◆ WHAT YOU ARE ASKED TO DO ◆
Search the records below for the word "InputVisitor", then return every line where it appears.
□ □ □ □ □ □ □
impl InputVisitor for InputCollector<'_> {
    fn visit_value_property(&mut self, name: &str, value: &Value) {
        if self.failure.is_some() {
            return;
        }
        let snapshot = match self.known_values.get(name) {
            Some(known) => known.clone(),
            None => self.value_snapshotter.snapshot(value),
        };
        let _ = self.values.insert(name.to_string(), snapshot);
    }

    fn visit_file_property(
        &mut self,
        name: &str,
        strategy: FingerprintingStrategy,
        roots: &[PathBuf],
    ) {
        if self.failure.is_some() {
            return;
        }
        if let Some(known) = self.known_fingerprints.get(name) {
            // fingerprinting is never redone once known for the attempt
            let _ = self.fingerprints.insert(name.to_string(), known.clone());
            return;
        }

        let mut root_snapshots = Vec::with_capacity(roots.len());
        for root in roots {
            match self.snapshotter.snapshot(root) {
                Ok(snapshot) => root_snapshots.push(snapshot),
                Err(source) => {
                    self.failure = Some(ExecutionError::InputSnapshot {
                        property: name.to_string(),
                        source,
                    });
                    return;
                }
            }
        }
        let collection = strategy.collect_fingerprints(&root_snapshots);
        debug!(
            property = name,
            strategy = collection.strategy_identifier(),
            combined = collection.combined_hash().short(),
            "fingerprinted input property"
        );
        let _ = self.fingerprints.insert(name.to_string(), collection);
    }
}
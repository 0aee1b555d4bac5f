//! Loads the previous run's persisted state

use crate::error::Result;
use crate::steps::{ExecutionRequestContext, PreviousExecutionContext, Step};
use crate::work::UnitOfWork;
use tracing::debug;

/// Pipeline stage that resolves the previous execution state from the
/// history store.
///
/// Missing history is not an error: a first-ever run, a disabled history
/// store and an unreadable record all degrade to "no previous execution",
/// which downstream stages report as everything being new.
pub struct LoadPreviousStateStep<D> {
    delegate: D,
}

impl<D> LoadPreviousStateStep<D> {
    /// Wrap the next stage
    pub fn new(delegate: D) -> Self {
        Self { delegate }
    }
}

impl<D> Step for LoadPreviousStateStep<D>
where
    D: Step<Context = PreviousExecutionContext>,
{
    type Context = ExecutionRequestContext;
    type Output = D::Output;

    fn execute(&self, work: &dyn UnitOfWork, context: Self::Context) -> Result<Self::Output> {
        let previous_execution_state = match &context.history {
            Some(history) => match history.load(&context.identity) {
                Ok(state) => state,
                Err(err) => {
                    // e.g. a record written by an incompatible version;
                    // recompute everything rather than fail
                    debug!(
                        identity = %context.identity,
                        error = %err,
                        "previous execution state unreadable, treating as missing"
                    );
                    None
                }
            },
            None => None,
        };

        self.delegate.execute(
            work,
            PreviousExecutionContext {
                request: context,
                previous_execution_state,
            },
        )
    }
}
//! Execution state
//!
//! The snapshot bundle for one execution of a unit of work: implementation
//! identity, input value snapshots, input file fingerprints and output tree
//! snapshots. A "before" state is built fresh at the start of every attempt;
//! an "after" state is built once execution completes and is the only state
//! ever persisted, replaced wholesale on the next successful run.

use crate::overlap::{OverlapOutcome, OverlappingOutputs};
use crate::work::ImplementationSnapshot;
use chrono::{DateTime, Utc};
use convenient_snapshot::fingerprint::FingerprintCollection;
use convenient_snapshot::snapshot::FileSystemSnapshot;
use convenient_snapshot::value::ValueSnapshot;
use serde::{Deserialize, Serialize};
use std::collections::BTreeMap;

/// Snapshot bundle shared by before- and after-execution states
#[derive(Debug, Clone, PartialEq, Serialize, Deserialize)]
pub struct ExecutionState {
    /// Identity of the primary implementation
    pub implementation: ImplementationSnapshot,
    /// Secondary implementation identities, in reported order
    pub additional_implementations: Vec<ImplementationSnapshot>,
    /// Value snapshot per non-file input property
    pub input_value_properties: BTreeMap<String, ValueSnapshot>,
    /// Fingerprint collection per file-based input property
    pub input_file_properties: BTreeMap<String, FingerprintCollection>,
    /// Output tree snapshot per declared output property
    pub output_file_snapshots: BTreeMap<String, FileSystemSnapshot>,
}

/// State captured at the start of an execution attempt
///
/// Owned by the capture stage for the duration of one attempt and handed
/// read-only to downstream stages. Never persisted.
#[derive(Debug, Clone, PartialEq, Serialize, Deserialize)]
pub struct BeforeExecutionState {
    /// The captured snapshot bundle; output snapshots are already filtered
    /// when overlapping outputs were detected
    pub execution: ExecutionState,
    /// Overlap detection outcome for this attempt
    pub overlapping_outputs: OverlapOutcome,
}

impl BeforeExecutionState {
    /// Detected overlapping outputs, when detection ran and found any
    pub fn detected_overlapping_outputs(&self) -> Option<&OverlappingOutputs> {
        match &self.overlapping_outputs {
            OverlapOutcome::Overlapping(overlaps) => Some(overlaps),
            OverlapOutcome::NoOverlap | OverlapOutcome::Skipped => None,
        }
    }
}

/// State persisted after a completed execution
///
/// The history store is the single writer; previous-run reads always come
/// from the last persisted after state.
#[derive(Debug, Clone, PartialEq, Serialize, Deserialize)]
pub struct AfterExecutionState {
    /// The snapshot bundle recorded for the completed run
    pub execution: ExecutionState,
    /// Overlap outcome observed at the start of the run that produced this
    /// state
    pub overlapping_outputs: OverlapOutcome,
    /// Whether the run completed successfully
    pub successful: bool,
    /// When the run finished
    pub finished_at: DateTime<Utc>,
}
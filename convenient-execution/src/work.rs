//! The unit-of-work contract
//!
//! A unit of work is one cacheable piece of buildable work with declared
//! inputs and outputs. The pipeline only ever talks to this trait; what the
//! work actually does (compile, generate, package) is the embedder's
//! business.

use crate::error::ExecutionError;
use convenient_snapshot::hash::ContentHash;
use convenient_snapshot::strategies::FingerprintingStrategy;
use serde::{Deserialize, Serialize};
use serde_json::Value;
use std::fmt;
use std::path::{Path, PathBuf};

/// Stable identity of a unit of work, the key into the history store
#[derive(Debug, Clone, PartialEq, Eq, Hash, Serialize, Deserialize)]
pub struct WorkIdentity {
    /// Unique identity string
    pub unique_id: String,
}

impl WorkIdentity {
    /// Create an identity from a unique string
    pub fn new(unique_id: impl Into<String>) -> Self {
        Self {
            unique_id: unique_id.into(),
        }
    }
}

impl fmt::Display for WorkIdentity {
    fn fmt(&self, f: &mut fmt::Formatter<'_>) -> fmt::Result {
        f.write_str(&self.unique_id)
    }
}

/// Whether overlap detection runs for a unit of work's outputs
#[derive(Debug, Clone, Copy, PartialEq, Eq)]
pub enum OverlappingOutputHandling {
    /// Diff start-of-run output content against the previous run's outputs
    DetectOverlaps,
    /// Skip detection unconditionally
    IgnoreOverlaps,
}

/// Identity of the code that implements a unit of work
///
/// When the implementation itself changes, previous results are unusable
/// regardless of inputs.
#[derive(Debug, Clone, PartialEq, Eq, Serialize, Deserialize)]
pub struct ImplementationSnapshot {
    /// Fully qualified name of the implementing type
    pub type_name: String,
    /// Hash of the implementation's logic
    pub hash: ContentHash,
}

impl ImplementationSnapshot {
    /// Snapshot an implementation from its type name and logic bytes
    pub fn of(type_name: impl Into<String>, logic: &[u8]) -> Self {
        Self {
            type_name: type_name.into(),
            hash: ContentHash::of_bytes(logic),
        }
    }
}

/// Collects implementation identities reported by a unit of work.
///
/// The first reported implementation is the primary one; everything after
/// that is an additional implementation (helper actions and the like).
#[derive(Debug, Default)]
pub struct ImplementationsBuilder {
    implementation: Option<ImplementationSnapshot>,
    additional: Vec<ImplementationSnapshot>,
}

impl ImplementationsBuilder {
    /// Create an empty builder
    pub fn new() -> Self {
        Self::default()
    }

    /// Record one implementation identity
    pub fn visit_implementation(&mut self, implementation: ImplementationSnapshot) {
        match self.implementation {
            None => self.implementation = Some(implementation),
            Some(_) => self.additional.push(implementation),
        }
    }

    /// Consume the builder; fails when no primary implementation was
    /// reported, which is a configuration error of the unit of work
    pub fn build(
        self,
        display_name: &str,
    ) -> Result<(ImplementationSnapshot, Vec<ImplementationSnapshot>), ExecutionError> {
        match self.implementation {
            Some(implementation) => Ok((implementation, self.additional)),
            None => Err(ExecutionError::MissingImplementation(
                display_name.to_string(),
            )),
        }
    }
}

/// Receives a unit of work's declared inputs
pub trait InputVisitor {
    /// A non-file input property and its current raw value
    fn visit_value_property(&mut self, name: &str, value: &Value);

    /// A file-based input property: its fingerprinting strategy and the
    /// filesystem roots it covers
    fn visit_file_property(&mut self, name: &str, strategy: FingerprintingStrategy, roots: &[PathBuf]);
}

/// Receives a unit of work's declared outputs
pub trait OutputVisitor {
    /// An output property and the root location it produces
    fn visit_output_property(&mut self, name: &str, root: &Path);
}

/// Everything the unit of work's action gets to see while executing
#[derive(Debug)]
pub struct ExecutionRequest<'a> {
    /// Workspace the work executes in
    pub workspace: &'a Path,
}

/// One unit of buildable work, as seen by the execution pipeline
pub trait UnitOfWork {
    /// Human-readable name for diagnostics
    fn display_name(&self) -> String;

    /// Overlap-handling mode for this work's outputs
    fn overlapping_output_handling(&self) -> OverlappingOutputHandling {
        OverlappingOutputHandling::DetectOverlaps
    }

    /// Report the implementation identities; the first one reported is the
    /// primary implementation
    fn visit_implementations(&self, visitor: &mut ImplementationsBuilder);

    /// Declare input properties
    fn visit_inputs(&self, visitor: &mut dyn InputVisitor);

    /// Declare output properties relative to the workspace
    fn visit_outputs(&self, workspace: &Path, visitor: &mut dyn OutputVisitor);

    /// Run the actual work
    fn execute(
        &self,
        request: ExecutionRequest<'_>,
    ) -> std::result::Result<(), Box<dyn std::error::Error + Send + Sync>>;
}
//! Error taxonomy of the execution core
//!
//! Failures surface synchronously to the pipeline driver; nothing here
//! retries. The one deliberate degradation, an unreadable previous record
//! forcing a recompute, is not an error at all and is logged at debug
//! level where it happens.

use crate::history::HistoryError;
use convenient_snapshot::SnapshotError;
use thiserror::Error;

/// Error produced by the execution pipeline
#[derive(Debug, Error)]
pub enum ExecutionError {
    /// The unit of work never reported a primary implementation;
    /// a configuration error, fatal for this execution attempt
    #[error("unit of work '{0}' did not declare an implementation")]
    MissingImplementation(String),

    /// Snapshotting an input property failed
    #[error("failed to snapshot input property '{property}'")]
    InputSnapshot {
        /// Name of the input property
        property: String,
        /// Underlying snapshot failure
        #[source]
        source: SnapshotError,
    },

    /// Snapshotting an output property failed
    #[error("failed to snapshot output property '{property}'")]
    OutputSnapshot {
        /// Name of the output property
        property: String,
        /// Underlying snapshot failure
        #[source]
        source: SnapshotError,
    },

    /// The history store failed to load or persist a record
    #[error("history store failure for '{identity}'")]
    History {
        /// Unit-of-work identity being read or written
        identity: String,
        /// Underlying store failure
        #[source]
        source: HistoryError,
    },

    /// The unit of work's own action failed
    #[error("execution of '{display_name}' failed")]
    WorkFailed {
        /// Display name of the unit of work
        display_name: String,
        /// Failure reported by the work's action
        #[source]
        source: Box<dyn std::error::Error + Send + Sync>,
    },
}

/// Result type for pipeline operations
pub type Result<T> = std::result::Result<T, ExecutionError>;
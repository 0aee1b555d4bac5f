//! Disk to snapshot conversion
//!
//! Walks a filesystem location and produces an immutable
//! [`FileSystemSnapshot`]. Traversal is lexically sorted so two snapshots of
//! an unchanged tree are structurally identical. This layer never caches
//! across calls; reuse of results belongs to the execution-history store.

use crate::hash::ContentHash;
use crate::snapshot::{
    DirectorySnapshot, FileMetadata, FileSnapshot, FileSystemSnapshot, MissingSnapshot, name_of,
};
use std::fs;
use std::io;
use std::path::{Path, PathBuf};
use thiserror::Error;
use tracing::debug;
use walkdir::WalkDir;

/// Error produced while snapshotting a location
#[derive(Debug, Error)]
pub enum SnapshotError {
    /// Reading a file or its metadata failed
    #[error("failed to read {path}")]
    Io {
        /// Path that could not be read
        path: PathBuf,
        /// Underlying I/O error
        #[source]
        source: io::Error,
    },

    /// Walking a directory tree failed
    #[error("failed to walk {path}")]
    Walk {
        /// Root of the walk
        path: PathBuf,
        /// Underlying traversal error
        #[source]
        source: walkdir::Error,
    },
}

/// Result type for snapshot operations
pub type Result<T> = std::result::Result<T, SnapshotError>;

/// Snapshots filesystem locations
///
/// Stateless; safe to share between threads. Symlinks are resolved to their
/// target content, a broken symlink snapshots as `Missing`.
#[derive(Debug, Clone, Copy, Default)]
pub struct FileSystemSnapshotter;

impl FileSystemSnapshotter {
    /// Create a snapshotter
    pub fn new() -> Self {
        Self
    }

    /// Snapshot the location at `path`
    pub fn snapshot(&self, path: &Path) -> Result<FileSystemSnapshot> {
        // fs::metadata follows symlinks; NotFound covers both absent paths
        // and broken links
        let metadata = match fs::metadata(path) {
            Ok(metadata) => metadata,
            Err(err) if err.kind() == io::ErrorKind::NotFound => {
                debug!(path = %path.display(), "snapshotting missing location");
                return Ok(FileSystemSnapshot::missing(path));
            }
            Err(source) => {
                return Err(SnapshotError::Io {
                    path: path.to_path_buf(),
                    source,
                });
            }
        };

        if metadata.is_file() {
            return self.snapshot_file(path, &metadata).map(FileSystemSnapshot::File);
        }

        self.snapshot_directory(path)
    }

    fn snapshot_file(&self, path: &Path, metadata: &fs::Metadata) -> Result<FileSnapshot> {
        let hash = ContentHash::of_file(path).map_err(|source| SnapshotError::Io {
            path: path.to_path_buf(),
            source,
        })?;
        Ok(FileSnapshot {
            absolute_path: path.to_path_buf(),
            name: name_of(path),
            hash,
            metadata: Some(FileMetadata {
                length: metadata.len(),
                modified: metadata.modified().ok(),
            }),
        })
    }

    fn snapshot_directory(&self, root: &Path) -> Result<FileSystemSnapshot> {
        // Open directories carried on a stack while their children stream in;
        // entries arrive in lexical order, so children end up sorted without
        // materializing the raw listing first.
        let mut stack: Vec<(PathBuf, String, Vec<FileSystemSnapshot>)> = Vec::new();
        let mut completed: Option<FileSystemSnapshot> = None;

        let walker = WalkDir::new(root).follow_links(true).sort_by_file_name();
        for entry in walker {
            let entry = match entry {
                Ok(entry) => entry,
                Err(err)
                    if err.io_error().map(io::Error::kind) == Some(io::ErrorKind::NotFound)
                        && err.path().is_some() =>
                {
                    // broken symlink; snapshots as a missing leaf
                    let path = err.path().map(Path::to_path_buf).unwrap_or_default();
                    while stack.len() > err.depth() {
                        close_directory(&mut stack, &mut completed);
                    }
                    let leaf = FileSystemSnapshot::Missing(MissingSnapshot {
                        name: name_of(&path),
                        absolute_path: path,
                    });
                    match stack.last_mut() {
                        Some((_, _, children)) => children.push(leaf),
                        None => completed = Some(leaf),
                    }
                    continue;
                }
                Err(source) => {
                    return Err(SnapshotError::Walk {
                        path: root.to_path_buf(),
                        source,
                    });
                }
            };

            while stack.len() > entry.depth() {
                close_directory(&mut stack, &mut completed);
            }

            let path = entry.path();
            if entry.file_type().is_dir() {
                stack.push((path.to_path_buf(), name_of(path), Vec::new()));
            } else {
                let leaf = match fs::metadata(path) {
                    Ok(metadata) => FileSystemSnapshot::File(self.snapshot_file(path, &metadata)?),
                    Err(err) if err.kind() == io::ErrorKind::NotFound => {
                        // broken symlink
                        FileSystemSnapshot::Missing(MissingSnapshot {
                            absolute_path: path.to_path_buf(),
                            name: name_of(path),
                        })
                    }
                    Err(source) => {
                        return Err(SnapshotError::Io {
                            path: path.to_path_buf(),
                            source,
                        });
                    }
                };
                match stack.last_mut() {
                    Some((_, _, children)) => children.push(leaf),
                    None => completed = Some(leaf),
                }
            }
        }

        while !stack.is_empty() {
            close_directory(&mut stack, &mut completed);
        }

        // walkdir yields at least the root entry, so this is always set
        completed.ok_or_else(|| SnapshotError::Io {
            path: root.to_path_buf(),
            source: io::Error::new(io::ErrorKind::NotFound, "directory vanished during snapshot"),
        })
    }
}

fn close_directory(
    stack: &mut Vec<(PathBuf, String, Vec<FileSystemSnapshot>)>,
    completed: &mut Option<FileSystemSnapshot>,
) {
    let Some((path, name, children)) = stack.pop() else {
        return;
    };
    let snapshot = FileSystemSnapshot::Directory(DirectorySnapshot::new(path, name, children));
    match stack.last_mut() {
        Some((_, _, siblings)) => siblings.push(snapshot),
        None => *completed = Some(snapshot),
    }
}

#[cfg(test)]
mod tests {
    use super::*;
    use std::fs;

    fn write(root: &Path, rel: &str, content: &str) {
        let path = root.join(rel);
        if let Some(parent) = path.parent() {
            fs::create_dir_all(parent).unwrap();
        }
        fs::write(path, content).unwrap();
    }

    #[test]
    fn snapshots_of_unchanged_tree_are_identical() {
        let dir = tempfile::tempdir().unwrap();
        write(dir.path(), "b.txt", "bee");
        write(dir.path(), "a.txt", "ay");
        write(dir.path(), "sub/c.txt", "sea");

        let snapshotter = FileSystemSnapshotter::new();
        let first = snapshotter.snapshot(dir.path()).unwrap();
        let second = snapshotter.snapshot(dir.path()).unwrap();
        assert_eq!(first, second);
        assert_eq!(first.hash(), second.hash());
    }

    #[test]
    fn children_are_in_lexical_order() {
        let dir = tempfile::tempdir().unwrap();
        write(dir.path(), "zebra.txt", "z");
        write(dir.path(), "alpha.txt", "a");

        let snapshot = FileSystemSnapshotter::new().snapshot(dir.path()).unwrap();
        let FileSystemSnapshot::Directory(dir_snapshot) = snapshot else {
            panic!("expected a directory snapshot");
        };
        let names: Vec<_> = dir_snapshot.children.iter().map(|c| c.name()).collect();
        assert_eq!(names, vec!["alpha.txt", "zebra.txt"]);
    }

    #[test]
    fn missing_location_snapshots_as_missing() {
        let dir = tempfile::tempdir().unwrap();
        let absent = dir.path().join("nope");
        let snapshot = FileSystemSnapshotter::new().snapshot(&absent).unwrap();
        assert!(matches!(snapshot, FileSystemSnapshot::Missing(_)));
        assert_eq!(snapshot.hash(), ContentHash::missing_signature());
    }

    #[test]
    fn single_file_snapshots_as_file() {
        let dir = tempfile::tempdir().unwrap();
        write(dir.path(), "only.txt", "content");
        let snapshot = FileSystemSnapshotter::new()
            .snapshot(&dir.path().join("only.txt"))
            .unwrap();
        assert_eq!(snapshot.hash(), ContentHash::of_bytes(b"content"));
    }

    #[test]
    fn content_change_changes_tree_hash() {
        let dir = tempfile::tempdir().unwrap();
        write(dir.path(), "a.txt", "one");
        let snapshotter = FileSystemSnapshotter::new();
        let before = snapshotter.snapshot(dir.path()).unwrap();
        write(dir.path(), "a.txt", "two");
        let after = snapshotter.snapshot(dir.path()).unwrap();
        assert_ne!(before.hash(), after.hash());
    }
}
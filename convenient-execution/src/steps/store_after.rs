//! Records the after-execution state
//!
//! After the work ran, outputs are snapshotted again and the resulting
//! state is persisted so the next run can compare against it. When
//! overlapping outputs were detected, foreign files are filtered out of the
//! recorded snapshots so only content this unit of work produced or owned
//! is attributed to it.

use crate::error::{ExecutionError, Result};
use crate::history::ExecutionHistoryStore;
use crate::overlap::filter_output_after_execution;
use crate::state::{AfterExecutionState, BeforeExecutionState, ExecutionState};
use crate::steps::{BeforeExecutionContext, ExecutionOutcome, ExecutionResult, Step};
use crate::work::{OutputVisitor, UnitOfWork, WorkIdentity};
use chrono::Utc;
use convenient_snapshot::snapshot::FileSystemSnapshot;
use convenient_snapshot::snapshotter::FileSystemSnapshotter;
use std::collections::BTreeMap;
use std::path::{Path, PathBuf};
use std::sync::Arc;
use tracing::debug;

/// Pipeline stage that snapshots outputs after the work ran and persists
/// the resulting state
pub struct StoreExecutionStateStep<D> {
    snapshotter: FileSystemSnapshotter,
    delegate: D,
}

impl<D> StoreExecutionStateStep<D> {
    /// Wrap the next stage
    pub fn new(delegate: D) -> Self {
        Self {
            snapshotter: FileSystemSnapshotter::new(),
            delegate,
        }
    }
}

impl<D> Step for StoreExecutionStateStep<D>
where
    D: Step<Context = BeforeExecutionContext, Output = ExecutionResult>,
{
    type Context = BeforeExecutionContext;
    type Output = ExecutionResult;

    fn execute(&self, work: &dyn UnitOfWork, context: Self::Context) -> Result<Self::Output> {
        let identity = context.identity().clone();
        let workspace = context.workspace().to_path_buf();
        let history = context.previous.request.history.clone();
        let before_execution_state = context.before_execution_state.clone();
        let unfiltered_before_outputs = context.unfiltered_output_snapshots.clone();

        let mut result = self.delegate.execute(work, context)?;

        let (Some(history), Some(before)) = (history, before_execution_state) else {
            // nothing was captured, there is nothing coherent to record
            return Ok(result);
        };
        if !matches!(result.outcome, ExecutionOutcome::Executed { .. }) {
            return Ok(result);
        }

        let after_state = self.build_after_state(
            work,
            &workspace,
            before,
            unfiltered_before_outputs.unwrap_or_default(),
        )?;
        store(&history, &identity, after_state.clone())?;
        result.after_execution_state = Some(after_state);
        Ok(result)
    }
}

impl<D> StoreExecutionStateStep<D> {
    fn build_after_state(
        &self,
        work: &dyn UnitOfWork,
        workspace: &Path,
        before: BeforeExecutionState,
        unfiltered_before_outputs: BTreeMap<String, FileSystemSnapshot>,
    ) -> Result<AfterExecutionState> {
        struct Outputs(Vec<(String, PathBuf)>);
        impl OutputVisitor for Outputs {
            fn visit_output_property(&mut self, name: &str, root: &Path) {
                self.0.push((name.to_string(), root.to_path_buf()));
            }
        }
        let mut declared = Outputs(Vec::new());
        work.visit_outputs(workspace, &mut declared);

        let filter_foreign = before.overlapping_outputs.has_overlaps();
        let mut output_file_snapshots = BTreeMap::new();
        for (property, root) in declared.0 {
            let after =
                self.snapshotter
                    .snapshot(&root)
                    .map_err(|source| ExecutionError::OutputSnapshot {
                        property: property.clone(),
                        source,
                    })?;
            let recorded = if filter_foreign {
                filter_output_after_execution(
                    unfiltered_before_outputs.get(&property),
                    before.execution.output_file_snapshots.get(&property),
                    &after,
                )
            } else {
                after
            };
            let _ = output_file_snapshots.insert(property, recorded);
        }

        let overlapping_outputs = before.overlapping_outputs;
        Ok(AfterExecutionState {
            execution: ExecutionState {
                output_file_snapshots,
                ..before.execution
            },
            overlapping_outputs,
            successful: true,
            finished_at: Utc::now(),
        })
    }
}

fn store(
    history: &Arc<dyn ExecutionHistoryStore>,
    identity: &WorkIdentity,
    state: AfterExecutionState,
) -> Result<()> {
    history
        .store(identity, state)
        .map_err(|source| ExecutionError::History {
            identity: identity.to_string(),
            source,
        })?;
    debug!(identity = %identity, "recorded execution state");
    Ok(())
}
□ □ □ □ □ □ □
◆ ANSWER BELOW ◆
impl InputVisitor for InputCollector<'_> {
pub trait InputVisitor {
    fn visit_inputs(&self, visitor: &mut dyn InputVisitor);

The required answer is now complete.